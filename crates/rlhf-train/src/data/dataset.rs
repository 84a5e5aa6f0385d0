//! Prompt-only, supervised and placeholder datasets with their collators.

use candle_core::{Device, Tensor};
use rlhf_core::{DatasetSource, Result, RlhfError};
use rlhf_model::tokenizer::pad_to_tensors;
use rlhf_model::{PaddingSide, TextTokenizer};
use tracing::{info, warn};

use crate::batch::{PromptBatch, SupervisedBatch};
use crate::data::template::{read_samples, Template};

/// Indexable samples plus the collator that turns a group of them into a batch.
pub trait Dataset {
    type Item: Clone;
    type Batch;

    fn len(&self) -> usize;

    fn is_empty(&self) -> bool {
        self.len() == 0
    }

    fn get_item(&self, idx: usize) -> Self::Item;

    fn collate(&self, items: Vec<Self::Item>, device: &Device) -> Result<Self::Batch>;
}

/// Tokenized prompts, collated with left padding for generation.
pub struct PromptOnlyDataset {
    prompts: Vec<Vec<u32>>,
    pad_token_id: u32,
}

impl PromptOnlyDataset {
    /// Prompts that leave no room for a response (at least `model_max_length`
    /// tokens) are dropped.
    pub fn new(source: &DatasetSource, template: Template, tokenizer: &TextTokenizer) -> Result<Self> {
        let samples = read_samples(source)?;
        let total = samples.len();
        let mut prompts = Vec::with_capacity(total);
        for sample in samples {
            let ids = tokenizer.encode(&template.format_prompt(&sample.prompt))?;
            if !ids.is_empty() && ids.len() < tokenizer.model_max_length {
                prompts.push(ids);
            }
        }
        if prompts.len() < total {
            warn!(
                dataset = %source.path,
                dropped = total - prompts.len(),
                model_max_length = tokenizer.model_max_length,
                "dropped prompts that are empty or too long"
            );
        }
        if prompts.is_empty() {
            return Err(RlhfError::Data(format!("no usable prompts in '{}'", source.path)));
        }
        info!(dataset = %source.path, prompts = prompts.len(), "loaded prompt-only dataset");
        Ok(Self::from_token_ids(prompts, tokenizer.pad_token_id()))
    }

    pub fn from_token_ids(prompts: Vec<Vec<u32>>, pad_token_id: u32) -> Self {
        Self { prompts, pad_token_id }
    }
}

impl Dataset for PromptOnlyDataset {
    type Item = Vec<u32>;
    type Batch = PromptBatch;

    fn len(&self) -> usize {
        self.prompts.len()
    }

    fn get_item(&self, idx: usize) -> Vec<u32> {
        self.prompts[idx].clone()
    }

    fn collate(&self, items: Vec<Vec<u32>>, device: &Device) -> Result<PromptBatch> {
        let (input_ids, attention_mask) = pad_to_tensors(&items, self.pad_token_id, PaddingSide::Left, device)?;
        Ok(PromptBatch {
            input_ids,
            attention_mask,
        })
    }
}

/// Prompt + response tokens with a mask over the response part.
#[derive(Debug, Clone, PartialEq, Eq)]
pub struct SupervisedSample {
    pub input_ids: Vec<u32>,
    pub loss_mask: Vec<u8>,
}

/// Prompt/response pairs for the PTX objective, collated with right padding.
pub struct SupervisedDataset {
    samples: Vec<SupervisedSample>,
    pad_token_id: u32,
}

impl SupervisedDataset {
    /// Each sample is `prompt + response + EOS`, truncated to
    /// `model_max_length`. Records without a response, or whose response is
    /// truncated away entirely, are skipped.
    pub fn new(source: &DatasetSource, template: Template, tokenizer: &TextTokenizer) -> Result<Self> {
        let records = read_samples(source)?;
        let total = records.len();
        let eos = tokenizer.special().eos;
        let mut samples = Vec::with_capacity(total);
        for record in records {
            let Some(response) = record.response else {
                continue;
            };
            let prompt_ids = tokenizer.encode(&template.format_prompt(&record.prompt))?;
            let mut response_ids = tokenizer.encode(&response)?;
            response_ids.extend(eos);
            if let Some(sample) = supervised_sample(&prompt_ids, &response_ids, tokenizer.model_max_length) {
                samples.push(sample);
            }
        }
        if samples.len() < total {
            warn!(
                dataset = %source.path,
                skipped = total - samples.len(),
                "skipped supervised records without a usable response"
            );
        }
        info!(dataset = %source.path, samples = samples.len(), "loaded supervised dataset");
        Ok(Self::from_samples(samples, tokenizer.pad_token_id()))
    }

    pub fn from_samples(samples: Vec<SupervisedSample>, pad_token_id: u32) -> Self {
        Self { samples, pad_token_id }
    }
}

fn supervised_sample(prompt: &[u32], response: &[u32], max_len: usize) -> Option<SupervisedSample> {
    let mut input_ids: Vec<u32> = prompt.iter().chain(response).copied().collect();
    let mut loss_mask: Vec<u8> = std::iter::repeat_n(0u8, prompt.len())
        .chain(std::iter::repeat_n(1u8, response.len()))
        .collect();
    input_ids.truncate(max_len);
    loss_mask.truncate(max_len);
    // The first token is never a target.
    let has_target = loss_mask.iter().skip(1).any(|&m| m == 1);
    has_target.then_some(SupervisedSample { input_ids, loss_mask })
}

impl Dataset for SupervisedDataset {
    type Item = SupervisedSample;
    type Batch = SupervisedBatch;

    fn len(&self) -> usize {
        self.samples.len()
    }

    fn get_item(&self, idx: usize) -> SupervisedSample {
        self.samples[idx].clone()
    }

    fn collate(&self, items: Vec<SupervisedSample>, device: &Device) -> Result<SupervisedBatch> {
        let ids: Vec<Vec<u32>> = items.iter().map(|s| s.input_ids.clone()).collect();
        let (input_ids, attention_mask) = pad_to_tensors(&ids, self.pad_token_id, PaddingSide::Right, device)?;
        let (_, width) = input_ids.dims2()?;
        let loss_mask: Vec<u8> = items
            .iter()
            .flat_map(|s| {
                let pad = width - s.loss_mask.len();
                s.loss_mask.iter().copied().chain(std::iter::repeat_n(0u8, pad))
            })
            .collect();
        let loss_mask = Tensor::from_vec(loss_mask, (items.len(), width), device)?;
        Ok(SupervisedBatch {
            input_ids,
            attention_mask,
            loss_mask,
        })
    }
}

======

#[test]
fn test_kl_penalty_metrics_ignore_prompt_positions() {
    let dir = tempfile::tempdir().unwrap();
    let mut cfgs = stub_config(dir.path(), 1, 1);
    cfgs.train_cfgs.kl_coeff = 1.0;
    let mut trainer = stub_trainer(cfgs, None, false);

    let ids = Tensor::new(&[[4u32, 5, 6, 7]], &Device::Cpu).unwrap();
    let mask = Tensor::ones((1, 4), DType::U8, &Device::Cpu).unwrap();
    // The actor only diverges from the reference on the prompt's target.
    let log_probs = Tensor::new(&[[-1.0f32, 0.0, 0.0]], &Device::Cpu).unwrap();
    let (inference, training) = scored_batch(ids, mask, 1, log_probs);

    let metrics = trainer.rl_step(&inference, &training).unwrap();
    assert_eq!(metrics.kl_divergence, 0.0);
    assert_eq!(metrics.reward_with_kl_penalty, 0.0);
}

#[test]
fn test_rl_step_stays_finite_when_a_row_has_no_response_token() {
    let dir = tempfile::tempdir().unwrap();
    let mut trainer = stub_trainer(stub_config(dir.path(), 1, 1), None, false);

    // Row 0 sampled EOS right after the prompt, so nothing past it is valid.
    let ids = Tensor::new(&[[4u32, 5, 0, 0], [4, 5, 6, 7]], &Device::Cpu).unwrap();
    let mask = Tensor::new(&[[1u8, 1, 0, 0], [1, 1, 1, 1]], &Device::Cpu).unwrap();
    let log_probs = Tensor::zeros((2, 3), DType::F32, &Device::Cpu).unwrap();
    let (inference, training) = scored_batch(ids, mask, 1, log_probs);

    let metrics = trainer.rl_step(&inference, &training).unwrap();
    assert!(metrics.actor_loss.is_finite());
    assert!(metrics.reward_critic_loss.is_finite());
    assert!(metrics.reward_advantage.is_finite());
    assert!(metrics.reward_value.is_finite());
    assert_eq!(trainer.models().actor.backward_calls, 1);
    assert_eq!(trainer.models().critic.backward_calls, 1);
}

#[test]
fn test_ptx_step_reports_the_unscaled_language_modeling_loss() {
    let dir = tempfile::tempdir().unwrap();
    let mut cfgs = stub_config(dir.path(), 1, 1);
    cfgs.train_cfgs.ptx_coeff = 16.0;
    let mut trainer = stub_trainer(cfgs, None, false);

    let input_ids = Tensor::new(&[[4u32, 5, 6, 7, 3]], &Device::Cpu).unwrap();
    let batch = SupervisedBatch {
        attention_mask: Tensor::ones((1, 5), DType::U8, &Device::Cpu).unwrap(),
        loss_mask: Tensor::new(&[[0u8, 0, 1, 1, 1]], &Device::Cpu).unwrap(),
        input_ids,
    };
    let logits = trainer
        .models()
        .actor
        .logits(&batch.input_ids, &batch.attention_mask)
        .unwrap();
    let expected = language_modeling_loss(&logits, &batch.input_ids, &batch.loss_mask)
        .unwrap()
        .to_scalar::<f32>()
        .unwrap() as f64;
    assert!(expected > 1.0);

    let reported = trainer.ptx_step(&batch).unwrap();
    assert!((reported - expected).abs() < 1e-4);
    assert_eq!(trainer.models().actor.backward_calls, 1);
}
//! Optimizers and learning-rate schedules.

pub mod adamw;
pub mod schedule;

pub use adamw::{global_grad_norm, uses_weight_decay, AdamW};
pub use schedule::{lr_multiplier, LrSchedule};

======

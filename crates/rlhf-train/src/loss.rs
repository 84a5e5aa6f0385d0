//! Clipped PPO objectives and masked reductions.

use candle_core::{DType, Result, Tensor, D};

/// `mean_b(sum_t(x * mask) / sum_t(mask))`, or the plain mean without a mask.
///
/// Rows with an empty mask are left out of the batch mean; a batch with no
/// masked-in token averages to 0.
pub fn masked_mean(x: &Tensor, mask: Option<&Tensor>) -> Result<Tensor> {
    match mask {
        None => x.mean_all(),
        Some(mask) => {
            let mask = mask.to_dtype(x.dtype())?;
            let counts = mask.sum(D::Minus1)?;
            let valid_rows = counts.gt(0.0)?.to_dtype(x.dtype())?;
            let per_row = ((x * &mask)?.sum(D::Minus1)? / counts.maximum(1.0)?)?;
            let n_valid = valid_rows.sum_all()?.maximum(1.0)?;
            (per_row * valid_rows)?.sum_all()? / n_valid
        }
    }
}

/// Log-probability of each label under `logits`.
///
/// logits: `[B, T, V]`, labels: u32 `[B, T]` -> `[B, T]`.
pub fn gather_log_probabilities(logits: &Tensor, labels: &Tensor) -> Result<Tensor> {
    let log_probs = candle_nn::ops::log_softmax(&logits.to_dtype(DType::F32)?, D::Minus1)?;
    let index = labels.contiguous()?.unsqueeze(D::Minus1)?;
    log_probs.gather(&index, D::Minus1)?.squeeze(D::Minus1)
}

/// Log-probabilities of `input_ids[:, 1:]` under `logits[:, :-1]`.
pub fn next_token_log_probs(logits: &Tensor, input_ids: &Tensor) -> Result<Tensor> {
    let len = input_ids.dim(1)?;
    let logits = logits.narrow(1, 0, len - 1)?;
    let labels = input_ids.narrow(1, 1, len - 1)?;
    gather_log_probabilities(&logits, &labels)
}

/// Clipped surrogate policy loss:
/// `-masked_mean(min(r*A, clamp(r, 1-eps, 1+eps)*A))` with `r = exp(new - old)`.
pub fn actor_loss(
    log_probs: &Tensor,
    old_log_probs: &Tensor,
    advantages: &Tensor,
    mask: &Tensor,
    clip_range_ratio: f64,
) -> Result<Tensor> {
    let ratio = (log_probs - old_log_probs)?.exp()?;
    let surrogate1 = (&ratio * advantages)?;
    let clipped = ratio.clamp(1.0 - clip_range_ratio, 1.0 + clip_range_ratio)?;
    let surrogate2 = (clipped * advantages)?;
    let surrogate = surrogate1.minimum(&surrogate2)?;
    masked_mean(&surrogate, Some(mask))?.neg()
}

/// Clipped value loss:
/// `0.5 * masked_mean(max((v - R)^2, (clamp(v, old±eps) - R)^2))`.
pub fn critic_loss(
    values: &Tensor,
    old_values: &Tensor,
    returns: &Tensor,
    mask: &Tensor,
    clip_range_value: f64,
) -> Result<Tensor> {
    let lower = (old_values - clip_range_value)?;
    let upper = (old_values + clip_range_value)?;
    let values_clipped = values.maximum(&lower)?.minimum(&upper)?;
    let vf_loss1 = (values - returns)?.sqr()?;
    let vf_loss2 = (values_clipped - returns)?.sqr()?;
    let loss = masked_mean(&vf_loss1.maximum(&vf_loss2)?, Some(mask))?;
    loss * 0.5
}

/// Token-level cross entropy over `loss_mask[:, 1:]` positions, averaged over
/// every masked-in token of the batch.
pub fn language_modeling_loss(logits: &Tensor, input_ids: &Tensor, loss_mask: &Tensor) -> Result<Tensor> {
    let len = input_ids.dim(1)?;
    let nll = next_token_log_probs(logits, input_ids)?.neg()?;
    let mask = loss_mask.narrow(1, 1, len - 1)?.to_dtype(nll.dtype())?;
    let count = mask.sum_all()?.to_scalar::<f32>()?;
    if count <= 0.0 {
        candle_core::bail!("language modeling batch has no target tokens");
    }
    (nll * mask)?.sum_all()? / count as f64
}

======

Some lines of the material above contain the string "None". Please state how many, giving the number alone.

4